Among the lines of the data, copy those that hold "every".

* DATASET EXTRACT:
▼

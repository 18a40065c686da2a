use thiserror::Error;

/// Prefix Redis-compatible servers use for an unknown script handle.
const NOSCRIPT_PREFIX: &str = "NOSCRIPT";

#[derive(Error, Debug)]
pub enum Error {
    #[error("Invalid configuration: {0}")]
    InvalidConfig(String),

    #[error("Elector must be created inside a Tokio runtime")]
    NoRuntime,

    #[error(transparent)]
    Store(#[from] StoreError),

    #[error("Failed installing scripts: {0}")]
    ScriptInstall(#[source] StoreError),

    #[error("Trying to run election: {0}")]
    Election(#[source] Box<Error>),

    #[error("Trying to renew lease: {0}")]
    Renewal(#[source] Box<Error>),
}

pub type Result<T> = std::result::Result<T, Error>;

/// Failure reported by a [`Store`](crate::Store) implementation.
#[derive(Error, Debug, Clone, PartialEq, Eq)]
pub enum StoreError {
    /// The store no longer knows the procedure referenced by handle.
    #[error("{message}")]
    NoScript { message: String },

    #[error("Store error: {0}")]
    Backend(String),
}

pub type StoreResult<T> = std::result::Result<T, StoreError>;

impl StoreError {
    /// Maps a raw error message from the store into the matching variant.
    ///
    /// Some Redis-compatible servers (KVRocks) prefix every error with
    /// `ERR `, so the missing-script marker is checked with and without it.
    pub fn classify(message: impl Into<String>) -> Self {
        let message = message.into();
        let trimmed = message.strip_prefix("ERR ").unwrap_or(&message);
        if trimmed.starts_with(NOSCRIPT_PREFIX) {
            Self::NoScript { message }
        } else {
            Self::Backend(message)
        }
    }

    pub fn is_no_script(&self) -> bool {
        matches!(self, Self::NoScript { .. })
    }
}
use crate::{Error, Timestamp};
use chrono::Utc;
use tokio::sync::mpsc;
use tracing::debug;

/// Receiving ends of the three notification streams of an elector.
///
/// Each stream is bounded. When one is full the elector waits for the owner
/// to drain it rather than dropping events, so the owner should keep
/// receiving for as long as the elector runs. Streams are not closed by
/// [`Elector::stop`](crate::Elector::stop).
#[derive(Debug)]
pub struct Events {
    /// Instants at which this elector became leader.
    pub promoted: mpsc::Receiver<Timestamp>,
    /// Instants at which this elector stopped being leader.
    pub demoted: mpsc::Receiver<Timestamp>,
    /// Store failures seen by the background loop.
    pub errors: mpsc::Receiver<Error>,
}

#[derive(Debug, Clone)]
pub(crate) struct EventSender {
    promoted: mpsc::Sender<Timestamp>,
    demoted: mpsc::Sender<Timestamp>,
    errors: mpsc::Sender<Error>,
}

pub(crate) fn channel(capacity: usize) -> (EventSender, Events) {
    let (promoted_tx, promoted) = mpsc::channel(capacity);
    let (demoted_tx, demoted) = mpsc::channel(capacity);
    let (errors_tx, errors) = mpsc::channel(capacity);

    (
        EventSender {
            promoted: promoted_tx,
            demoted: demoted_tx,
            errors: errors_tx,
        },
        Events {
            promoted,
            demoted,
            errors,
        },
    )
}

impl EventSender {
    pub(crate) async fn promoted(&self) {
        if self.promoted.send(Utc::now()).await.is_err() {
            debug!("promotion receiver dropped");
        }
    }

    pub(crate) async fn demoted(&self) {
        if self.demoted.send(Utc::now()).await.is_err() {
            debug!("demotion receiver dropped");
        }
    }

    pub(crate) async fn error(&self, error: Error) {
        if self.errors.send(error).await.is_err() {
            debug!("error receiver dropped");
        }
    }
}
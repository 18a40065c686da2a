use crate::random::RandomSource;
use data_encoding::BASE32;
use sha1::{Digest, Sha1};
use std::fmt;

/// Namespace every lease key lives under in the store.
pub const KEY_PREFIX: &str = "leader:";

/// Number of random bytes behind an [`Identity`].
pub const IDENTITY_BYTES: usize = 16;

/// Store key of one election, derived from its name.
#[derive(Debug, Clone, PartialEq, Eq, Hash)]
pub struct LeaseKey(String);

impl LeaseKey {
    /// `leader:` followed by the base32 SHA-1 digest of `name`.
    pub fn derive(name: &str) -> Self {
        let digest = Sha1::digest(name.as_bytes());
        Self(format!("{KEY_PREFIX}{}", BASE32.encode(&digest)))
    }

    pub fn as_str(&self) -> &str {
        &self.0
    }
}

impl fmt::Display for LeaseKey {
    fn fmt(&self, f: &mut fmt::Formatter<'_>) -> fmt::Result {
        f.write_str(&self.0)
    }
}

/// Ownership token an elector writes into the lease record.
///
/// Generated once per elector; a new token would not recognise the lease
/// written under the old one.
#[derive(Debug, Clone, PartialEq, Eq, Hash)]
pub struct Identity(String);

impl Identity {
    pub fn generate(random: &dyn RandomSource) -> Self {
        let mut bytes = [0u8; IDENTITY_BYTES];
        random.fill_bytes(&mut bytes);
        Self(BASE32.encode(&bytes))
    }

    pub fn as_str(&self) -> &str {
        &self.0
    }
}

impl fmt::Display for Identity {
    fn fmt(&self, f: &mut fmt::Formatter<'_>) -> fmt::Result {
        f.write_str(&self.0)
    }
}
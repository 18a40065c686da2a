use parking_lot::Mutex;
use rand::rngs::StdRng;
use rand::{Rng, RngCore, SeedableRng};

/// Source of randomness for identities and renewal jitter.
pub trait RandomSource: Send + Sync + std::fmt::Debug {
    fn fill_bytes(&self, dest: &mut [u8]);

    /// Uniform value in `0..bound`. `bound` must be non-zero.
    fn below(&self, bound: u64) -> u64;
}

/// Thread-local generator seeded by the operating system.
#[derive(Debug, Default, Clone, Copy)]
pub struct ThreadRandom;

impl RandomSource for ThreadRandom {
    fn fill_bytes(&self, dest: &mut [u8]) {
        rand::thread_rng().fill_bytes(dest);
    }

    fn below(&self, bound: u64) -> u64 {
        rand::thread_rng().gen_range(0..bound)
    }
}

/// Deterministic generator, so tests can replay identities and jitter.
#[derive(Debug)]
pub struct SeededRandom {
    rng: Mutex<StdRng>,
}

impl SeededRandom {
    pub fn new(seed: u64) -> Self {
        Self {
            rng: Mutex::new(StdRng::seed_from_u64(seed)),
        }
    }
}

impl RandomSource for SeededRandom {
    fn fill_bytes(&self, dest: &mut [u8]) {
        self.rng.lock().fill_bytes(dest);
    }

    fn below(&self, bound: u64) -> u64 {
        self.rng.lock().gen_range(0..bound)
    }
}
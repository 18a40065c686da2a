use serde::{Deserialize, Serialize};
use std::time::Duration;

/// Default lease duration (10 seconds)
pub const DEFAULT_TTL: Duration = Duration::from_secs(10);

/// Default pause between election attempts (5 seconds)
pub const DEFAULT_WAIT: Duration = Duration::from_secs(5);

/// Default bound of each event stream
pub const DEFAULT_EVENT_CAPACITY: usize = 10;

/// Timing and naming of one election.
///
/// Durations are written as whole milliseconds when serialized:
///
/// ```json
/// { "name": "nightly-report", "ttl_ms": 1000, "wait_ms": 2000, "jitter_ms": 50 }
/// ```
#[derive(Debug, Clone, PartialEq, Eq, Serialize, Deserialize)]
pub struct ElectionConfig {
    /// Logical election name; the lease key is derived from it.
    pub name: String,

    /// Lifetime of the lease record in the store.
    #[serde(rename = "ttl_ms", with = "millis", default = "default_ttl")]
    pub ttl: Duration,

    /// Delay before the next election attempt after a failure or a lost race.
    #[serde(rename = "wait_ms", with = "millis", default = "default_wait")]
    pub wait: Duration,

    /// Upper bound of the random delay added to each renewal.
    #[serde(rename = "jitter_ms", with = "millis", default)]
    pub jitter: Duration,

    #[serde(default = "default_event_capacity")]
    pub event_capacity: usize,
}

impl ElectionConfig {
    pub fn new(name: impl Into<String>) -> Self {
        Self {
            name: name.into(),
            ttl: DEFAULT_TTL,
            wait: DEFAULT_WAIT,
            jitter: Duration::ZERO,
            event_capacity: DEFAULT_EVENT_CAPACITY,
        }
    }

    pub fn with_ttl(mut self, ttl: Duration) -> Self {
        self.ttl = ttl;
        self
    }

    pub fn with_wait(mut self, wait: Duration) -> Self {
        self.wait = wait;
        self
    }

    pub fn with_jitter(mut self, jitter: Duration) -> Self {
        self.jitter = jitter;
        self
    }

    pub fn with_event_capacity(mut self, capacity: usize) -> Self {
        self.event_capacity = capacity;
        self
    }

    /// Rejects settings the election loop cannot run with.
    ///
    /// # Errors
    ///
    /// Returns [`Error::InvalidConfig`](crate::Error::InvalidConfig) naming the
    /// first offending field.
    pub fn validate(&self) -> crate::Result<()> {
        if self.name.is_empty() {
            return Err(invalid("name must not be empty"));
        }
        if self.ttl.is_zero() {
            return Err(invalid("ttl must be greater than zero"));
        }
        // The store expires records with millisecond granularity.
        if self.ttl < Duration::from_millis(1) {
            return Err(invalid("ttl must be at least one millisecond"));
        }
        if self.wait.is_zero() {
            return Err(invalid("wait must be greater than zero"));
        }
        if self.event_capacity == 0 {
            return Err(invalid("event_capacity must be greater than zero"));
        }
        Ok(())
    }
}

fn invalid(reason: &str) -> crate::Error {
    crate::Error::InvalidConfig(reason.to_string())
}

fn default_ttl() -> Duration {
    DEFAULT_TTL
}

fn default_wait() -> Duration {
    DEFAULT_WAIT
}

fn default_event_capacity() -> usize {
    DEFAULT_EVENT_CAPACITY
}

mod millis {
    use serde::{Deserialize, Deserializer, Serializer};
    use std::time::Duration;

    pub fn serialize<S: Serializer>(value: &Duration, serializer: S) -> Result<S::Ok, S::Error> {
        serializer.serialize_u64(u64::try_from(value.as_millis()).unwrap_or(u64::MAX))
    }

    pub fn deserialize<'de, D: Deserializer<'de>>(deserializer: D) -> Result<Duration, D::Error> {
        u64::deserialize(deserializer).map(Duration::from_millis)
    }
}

▲

* WRITTEN ANSWER:
    /// Some Redis-compatible servers (KVRocks) prefix every error with
/// Namespace every lease key lives under in the store.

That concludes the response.